[Source data]
//! Concrete values a variable can be labeled with.

use std::cmp::Ordering;
use std::fmt::Display;

use ordered_float::OrderedFloat;

/// A labelable value: an integer, a real, or a string.
///
/// `Value` is `Eq + Ord + Hash`, so values can live in ordered sets and
/// iterate deterministically. Exact equality distinguishes the variants;
/// relational constraints instead use [`Value::compare`], under which the
/// two numeric variants share one axis (so `2` and `2.0` coincide).
#[derive(Debug, Clone, PartialEq, Eq, PartialOrd, Ord, Hash)]
#[cfg_attr(feature = "serde", derive(serde::Serialize, serde::Deserialize))]
pub enum Value {
    Int(i64),
    Real(OrderedFloat<f64>),
    Str(String),
}

impl Value {
    /// Returns the numeric content, if any.
    pub fn as_f64(&self) -> Option<f64> {
        match self {
            Value::Int(i) => Some(*i as f64),
            Value::Real(r) => Some(r.into_inner()),
            Value::Str(_) => None,
        }
    }

    /// Semantic comparison used by relational constraints.
    ///
    /// Numbers compare across the `Int`/`Real` variants and strings
    /// compare lexicographically; unrelated kinds are unordered.
    pub fn compare(&self, other: &Value) -> Option<Ordering> {
        match (self, other) {
            (Value::Str(a), Value::Str(b)) => Some(a.cmp(b)),
            _ => {
                let a = self.as_f64()?;
                let b = other.as_f64()?;
                a.partial_cmp(&b)
            }
        }
    }

    /// Whether two values coincide under [`Value::compare`].
    pub fn coincides(&self, other: &Value) -> bool {
        self.compare(other) == Some(Ordering::Equal)
    }
}

impl From<i64> for Value {
    fn from(v: i64) -> Self {
        Value::Int(v)
    }
}

impl From<i32> for Value {
    fn from(v: i32) -> Self {
        Value::Int(v.into())
    }
}

impl From<f64> for Value {
    fn from(v: f64) -> Self {
        Value::Real(OrderedFloat(v))
    }
}

impl From<&str> for Value {
    fn from(v: &str) -> Self {
        Value::Str(v.to_owned())
    }
}

impl From<String> for Value {
    fn from(v: String) -> Self {
        Value::Str(v)
    }
}

impl Display for Value {
    fn fmt(&self, f: &mut std::fmt::Formatter<'_>) -> std::fmt::Result {
        match self {
            Value::Int(i) => write!(f, "{}", i),
            Value::Real(r) => write!(f, "{}", r),
            Value::Str(s) => write!(f, "{}", s),
        }
    }
}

▶ [Exercise] Copy the data above in its entirety, exactly as given.

▶ [Exercise response]
//! Concrete values a variable can be labeled with.

use std::cmp::Ordering;
use std::fmt::Display;

use ordered_float::OrderedFloat;

/// A labelable value: an integer, a real, or a string.
///
/// `Value` is `Eq + Ord + Hash`, so values can live in ordered sets and
/// iterate deterministically. Exact equality distinguishes the variants;
/// relational constraints instead use [`Value::compare`], under which the
/// two numeric variants share one axis (so `2` and `2.0` coincide).
#[derive(Debug, Clone, PartialEq, Eq, PartialOrd, Ord, Hash)]
#[cfg_attr(feature = "serde", derive(serde::Serialize, serde::Deserialize))]
pub enum Value {
    Int(i64),
    Real(OrderedFloat<f64>),
    Str(String),
}

impl Value {
    /// Returns the numeric content, if any.
    pub fn as_f64(&self) -> Option<f64> {
        match self {
            Value::Int(i) => Some(*i as f64),
            Value::Real(r) => Some(r.into_inner()),
            Value::Str(_) => None,
        }
    }

    /// Semantic comparison used by relational constraints.
    ///
    /// Numbers compare across the `Int`/`Real` variants and strings
    /// compare lexicographically; unrelated kinds are unordered.
    pub fn compare(&self, other: &Value) -> Option<Ordering> {
        match (self, other) {
            (Value::Str(a), Value::Str(b)) => Some(a.cmp(b)),
            _ => {
                let a = self.as_f64()?;
                let b = other.as_f64()?;
                a.partial_cmp(&b)
            }
        }
    }

    /// Whether two values coincide under [`Value::compare`].
    pub fn coincides(&self, other: &Value) -> bool {
        self.compare(other) == Some(Ordering::Equal)
    }
}

impl From<i64> for Value {
    fn from(v: i64) -> Self {
        Value::Int(v)
    }
}

impl From<i32> for Value {
    fn from(v: i32) -> Self {
        Value::Int(v.into())
    }
}

impl From<f64> for Value {
    fn from(v: f64) -> Self {
        Value::Real(OrderedFloat(v))
    }
}

impl From<&str> for Value {
    fn from(v: &str) -> Self {
        Value::Str(v.to_owned())
    }
}

impl From<String> for Value {
    fn from(v: String) -> Self {
        Value::Str(v)
    }
}

impl Display for Value {
    fn fmt(&self, f: &mut std::fmt::Formatter<'_>) -> std::fmt::Result {
        match self {
            Value::Int(i) => write!(f, "{}", i),
            Value::Real(r) => write!(f, "{}", r),
            Value::Str(s) => write!(f, "{}", s),
        }
    }
}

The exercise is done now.